Obviously things have changed.

I had been planning to ignore the release of the penultimate movie in the fiction series that JUST! WOULDN’T! DIE1 !! but evidently a number of my readers are planning on seeing it – either against their will2 or with the benefit of some… shall we say chemical enhancement and they have all written in to insist that I write about the damned thing3. And since evidently I am nothing if not a sucker for constant nagging…

Well you win you bastards. Fine. Let’s do this and get it over with4

Twilight is, without a doubt, one of the largest festering cancers inflicted upon the literate -and movie-going – world today.

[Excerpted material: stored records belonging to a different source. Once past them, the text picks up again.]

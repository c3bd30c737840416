//! Port definitions (interfaces for external adapters)
//!
//! Ports define the contracts that infrastructure adapters must implement.

pub mod ledger_observer;
pub mod session_store;
pub mod summary_gateway;
pub mod ui_event;
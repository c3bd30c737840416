//! Summarization exchange value objects.
//!
//! An exchange is transient: it exists for one user-triggered round trip
//! and is never persisted.
//!
//! ```text
//! POST /api/ai-summarize
//!   → {"user1Statement": "...", "user2Statement": "...", "code": "AB12cd"}
//!   ← 2xx {"aiResponse": "..."}
//!   ← 4xx/5xx {"errorMessage": "..."}
//! ```

use crate::session::code::SessionCode;
use serde::{Deserialize, Serialize};

/// Correlation token for one summarization exchange.
///
/// Issued in increasing order by the client; a response whose id is no
/// longer the one in flight is discarded.
#[derive(Debug, Clone, Copy, PartialEq, Eq, Hash, PartialOrd, Ord)]
pub struct RequestId(u64);

impl RequestId {
    pub fn new(value: u64) -> Self {
        Self(value)
    }

    pub fn next(&self) -> Self {
        Self(self.0 + 1)
    }
}

impl std::fmt::Display for RequestId {
    fn fmt(&self, f: &mut std::fmt::Formatter<'_>) -> std::fmt::Result {
        write!(f, "#{}", self.0)
    }
}

/// Request body for the summarization endpoint.
#[derive(Debug, Clone, PartialEq, Eq, Serialize, Deserialize)]
#[serde(rename_all = "camelCase")]
pub struct SummaryRequest {
    pub user1_statement: String,
    pub user2_statement: String,
    #[serde(default, skip_serializing_if = "Option::is_none")]
    pub code: Option<SessionCode>,
}

impl SummaryRequest {
    pub fn new(user1_statement: impl Into<String>, user2_statement: impl Into<String>) -> Self {
        Self {
            user1_statement: user1_statement.into(),
            user2_statement: user2_statement.into(),
            code: None,
        }
    }

    pub fn with_code(mut self, code: SessionCode) -> Self {
        self.code = Some(code);
        self
    }
}

/// Body of a 2xx response.
///
/// `aiResponse` is optional here so a malformed reply can be told apart from
/// an unparseable one by the caller.
#[derive(Debug, Clone, Default, PartialEq, Eq, Deserialize)]
#[serde(rename_all = "camelCase")]
pub struct SummaryReply {
    #[serde(default)]
    pub ai_response: Option<String>,
}

impl SummaryReply {
    /// The summary text, if present and non-empty.
    pub fn result(&self) -> Option<&str> {
        self.ai_response.as_deref().filter(|s| !s.is_empty())
    }
}

/// Body of a non-2xx response.
#[derive(Debug, Clone, Default, PartialEq, Eq, Deserialize)]
#[serde(rename_all = "camelCase")]
pub struct ServiceErrorBody {
    #[serde(default)]
    pub error_message: Option<String>,
}
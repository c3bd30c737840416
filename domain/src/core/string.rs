//! String utilities for the domain layer.

/// Shorten `s` to at most `max_len` bytes, ending in `...` when cut.
///
/// Cuts only on UTF-8 character boundaries, so statements in any script can
/// be previewed in log lines and listings.
pub fn preview(s: &str, max_len: usize) -> String {
    if s.len() <= max_len {
        return s.to_string();
    }
    let mut end = max_len.saturating_sub(3).min(s.len());
    while end > 0 && !s.is_char_boundary(end) {
        end -= 1;
    }
    format!("{}...", &s[..end])
}

#[cfg(test)]
mod tests {
    use super::*;

    #[test]
    fn test_preview_short_text_unchanged() {
        assert_eq!(preview("I feel unheard", 40), "I feel unheard");
    }

    #[test]
    fn test_preview_cuts_long_text() {
        assert_eq!(preview("I feel dismissed", 9), "I feel...");
    }

    #[test]
    fn test_preview_respects_char_boundaries() {
        // "é" is two bytes; a cut inside it must back off
        let text = "ééééé";
        let out = preview(text, 6);
        assert_eq!(out, "é...");
    }
}
use axum::extract::{Path, State};
use axum::http::StatusCode;
use axum::response::IntoResponse;
use axum::routing::get;
use axum::{Json, Router};
use chrono::{DateTime, NaiveDate, Utc};
use serde::{Deserialize, Serialize};

use crate::audit::{AuditEntry, write_audit};
use crate::auth::middleware::AuthUser;
use crate::error::ApiError;
use crate::store::AppState;
use crate::validation;

// ---------------------------------------------------------------------------
// Types
// ---------------------------------------------------------------------------

#[derive(Debug, Deserialize)]
pub struct CreateVendorRequest {
    pub vendor_name: String,
    pub vendor_provides: Option<String>,
    pub assignee: Option<String>,
    pub website: Option<String>,
    pub vendor_contact_person: Option<String>,
    pub review_result: Option<String>,
    pub review_status: Option<String>,
    pub reviewer: Option<String>,
    pub risk_status: Option<String>,
    pub review_date: Option<NaiveDate>,
}

/// Absent fields keep their stored value.
#[derive(Debug, Default, Deserialize)]
#[serde(default)]
pub struct UpdateVendorRequest {
    pub vendor_name: Option<String>,
    pub vendor_provides: Option<String>,
    pub assignee: Option<String>,
    pub website: Option<String>,
    pub vendor_contact_person: Option<String>,
    pub review_result: Option<String>,
    pub review_status: Option<String>,
    pub reviewer: Option<String>,
    pub risk_status: Option<String>,
    pub review_date: Option<NaiveDate>,
}

#[derive(Debug, Serialize, sqlx::FromRow)]
pub struct VendorResponse {
    pub id: i32,
    pub vendor_name: String,
    pub vendor_provides: Option<String>,
    pub assignee: Option<String>,
    pub website: Option<String>,
    pub vendor_contact_person: Option<String>,
    pub review_result: Option<String>,
    pub review_status: Option<String>,
    pub reviewer: Option<String>,
    pub risk_status: Option<String>,
    pub review_date: Option<NaiveDate>,
    pub created_at: DateTime<Utc>,
}

const VENDOR_COLUMNS: &str = "id, vendor_name, vendor_provides, assignee, website, \
     vendor_contact_person, review_result, review_status, reviewer, risk_status, review_date, \
     created_at";

// ---------------------------------------------------------------------------
// Router
// ---------------------------------------------------------------------------

pub fn router() -> Router<AppState> {
    Router::new()
        .route("/api/vendors", get(list_vendors).post(create_vendor))
        .route(
            "/api/vendors/{id}",
            get(get_vendor).put(update_vendor).delete(delete_vendor),
        )
}

fn check_vendor_fields(
    vendor_name: Option<&str>,
    website: Option<&str>,
    review_status: Option<&str>,
    risk_status: Option<&str>,
) -> Result<(), ApiError> {
    if let Some(name) = vendor_name {
        validation::check_length("vendor_name", name.trim(), 1, 255)?;
    }
    if let Some(url) = website {
        validation::check_url(url)?;
    }
    if let Some(status) = review_status {
        validation::check_label("review_status", status)?;
    }
    if let Some(risk) = risk_status {
        validation::check_label("risk_status", risk)?;
    }
    Ok(())
}

// ---------------------------------------------------------------------------
// Handlers
// ---------------------------------------------------------------------------

async fn list_vendors(
    State(state): State<AppState>,
    _auth: AuthUser,
) -> Result<Json<Vec<VendorResponse>>, ApiError> {
    let rows = sqlx::query_as::<_, VendorResponse>(&format!(
        "SELECT {VENDOR_COLUMNS} FROM vendors ORDER BY id"
    ))
    .fetch_all(&state.pool)
    .await?;
    Ok(Json(rows))
}

async fn get_vendor(
    State(state): State<AppState>,
    _auth: AuthUser,
    Path(id): Path<i32>,
) -> Result<Json<VendorResponse>, ApiError> {
    let row = sqlx::query_as::<_, VendorResponse>(&format!(
        "SELECT {VENDOR_COLUMNS} FROM vendors WHERE id = $1"
    ))
    .bind(id)
    .fetch_optional(&state.pool)
    .await?
    .ok_or_else(|| ApiError::NotFound("vendor".into()))?;
    Ok(Json(row))
}

#[tracing::instrument(skip(state, body), fields(vendor_name = %body.vendor_name), err)]
async fn create_vendor(
    State(state): State<AppState>,
    auth: AuthUser,
    Json(body): Json<CreateVendorRequest>,
) -> Result<impl IntoResponse, ApiError> {
    check_vendor_fields(
        Some(&body.vendor_name),
        body.website.as_deref(),
        body.review_status.as_deref(),
        body.risk_status.as_deref(),
    )?;

    let vendor = sqlx::query_as::<_, VendorResponse>(&format!(
        "INSERT INTO vendors (
            vendor_name, vendor_provides, assignee, website, vendor_contact_person,
            review_result, review_status, reviewer, risk_status, review_date
         ) VALUES ($1, $2, $3, $4, $5, $6, $7, $8, $9, $10)
         RETURNING {VENDOR_COLUMNS}"
    ))
    .bind(body.vendor_name.trim())
    .bind(&body.vendor_provides)
    .bind(&body.assignee)
    .bind(&body.website)
    .bind(&body.vendor_contact_person)
    .bind(&body.review_result)
    .bind(&body.review_status)
    .bind(&body.reviewer)
    .bind(&body.risk_status)
    .bind(body.review_date)
    .fetch_one(&state.pool)
    .await?;

    write_audit(
        &state.pool,
        &AuditEntry {
            actor: &auth.actor,
            action: "vendor.create",
            resource: "vendor",
            resource_id: Some(vendor.id),
            detail: Some(serde_json::json!({ "vendor_name": vendor.vendor_name })),
            ip_addr: auth.ip_addr.as_deref(),
        },
    )
    .await;

    Ok((StatusCode::CREATED, Json(vendor)))
}

#[tracing::instrument(skip(state, body), fields(%id), err)]
async fn update_vendor(
    State(state): State<AppState>,
    auth: AuthUser,
    Path(id): Path<i32>,
    Json(body): Json<UpdateVendorRequest>,
) -> Result<Json<VendorResponse>, ApiError> {
    check_vendor_fields(
        body.vendor_name.as_deref(),
        body.website.as_deref(),
        body.review_status.as_deref(),
        body.risk_status.as_deref(),
    )?;

    let vendor = sqlx::query_as::<_, VendorResponse>(&format!(
        "UPDATE vendors SET
            vendor_name = COALESCE($2, vendor_name),
            vendor_provides = COALESCE($3, vendor_provides),
            assignee = COALESCE($4, assignee),
            website = COALESCE($5, website),
            vendor_contact_person = COALESCE($6, vendor_contact_person),
            review_result = COALESCE($7, review_result),
            review_status = COALESCE($8, review_status),
            reviewer = COALESCE($9, reviewer),
            risk_status = COALESCE($10, risk_status),
            review_date = COALESCE($11, review_date)
         WHERE id = $1
         RETURNING {VENDOR_COLUMNS}"
    ))
    .bind(id)
    .bind(body.vendor_name.as_deref().map(str::trim))
    .bind(&body.vendor_provides)
    .bind(&body.assignee)
    .bind(&body.website)
    .bind(&body.vendor_contact_person)
    .bind(&body.review_result)
    .bind(&body.review_status)
    .bind(&body.reviewer)
    .bind(&body.risk_status)
    .bind(body.review_date)
    .fetch_optional(&state.pool)
    .await?
    .ok_or_else(|| ApiError::NotFound("vendor".into()))?;

    write_audit(
        &state.pool,
        &AuditEntry {
            actor: &auth.actor,
            action: "vendor.update",
            resource: "vendor",
            resource_id: Some(id),
            detail: None,
            ip_addr: auth.ip_addr.as_deref(),
        },
    )
    .await;

    Ok(Json(vendor))
}

/// Responds `202 Accepted` with the removed row; the vendors page keys its
/// success toast on that status.
#[tracing::instrument(skip(state), fields(%id), err)]
async fn delete_vendor(
    State(state): State<AppState>,
    auth: AuthUser,
    Path(id): Path<i32>,
) -> Result<impl IntoResponse, ApiError> {
    let vendor = sqlx::query_as::<_, VendorResponse>(&format!(
        "DELETE FROM vendors WHERE id = $1 RETURNING {VENDOR_COLUMNS}"
    ))
    .bind(id)
    .fetch_optional(&state.pool)
    .await?
    .ok_or_else(|| ApiError::NotFound("vendor".into()))?;

    write_audit(
        &state.pool,
        &AuditEntry {
            actor: &auth.actor,
            action: "vendor.delete",
            resource: "vendor",
            resource_id: Some(id),
            detail: Some(serde_json::json!({ "vendor_name": vendor.vendor_name })),
            ip_addr: auth.ip_addr.as_deref(),
        },
    )
    .await;

    Ok((StatusCode::ACCEPTED, Json(vendor)))
}

#[cfg(test)]
mod tests {
    use super::*;

    #[test]
    fn vendor_fields_all_absent_ok() {
        assert!(check_vendor_fields(None, None, None, None).is_ok());
    }

    #[test]
    fn vendor_name_blank_rejected() {
        assert!(check_vendor_fields(Some("   "), None, None, None).is_err());
    }

    #[test]
    fn vendor_free_text_risk_accepted() {
        let result = check_vendor_fields(Some("Acme"), None, Some("Pending"), Some("extreme"));
        assert!(result.is_ok());
    }

    #[test]
    fn vendor_overlong_risk_rejected() {
        let risk = "r".repeat(256);
        let err = check_vendor_fields(Some("Acme"), None, None, Some(&risk)).unwrap_err();
        assert!(matches!(err, ApiError::BadRequest(ref m) if m.contains("risk_status")));
    }

    #[test]
    fn update_request_defaults_to_no_changes() {
        let req: UpdateVendorRequest = serde_json::from_value(serde_json::json!({})).unwrap();
        assert!(req.vendor_name.is_none() && req.review_date.is_none());
    }
}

We’ll ignore the sub-par writing, the fact that Bella is a blatant Mary Sue stand-in for Stephanie Meyer or the fact that it means that Kristen Stewart continues to be convinced that acting consists of “bite your lip” and “dull surprise”.

ACTING!

I shall heroically restrain from pointing out that calling the plot “thin” is an insult to paper and the characters one-dimensional is an insult to spatial relations. I will even not point out the critical research failures that reach almost Dan Brown levels.

Instead, let’s focus on the meat5 of the matter: the relationships and just why this is forming a malignant tumor that will – unfortunately – shape people’s expectations of relationships and how women are supposed to relate to men for years to come.

You’re Nothing Without A Man

Bella’s existence is literally defined by her relationship to men. She’s something to be fought over, angsted over and passed around like a kit-bashed hash pipe at a Phish concert. All of her relationships are entirely dependent on the men in her life, whether father, boyfriend or the platonic-friend-whose-emotions-you’re-not-above-using-to-your-own-ends. Her home town? All about her dad. Her friends? All of them are entirely based on her relationship with two guys.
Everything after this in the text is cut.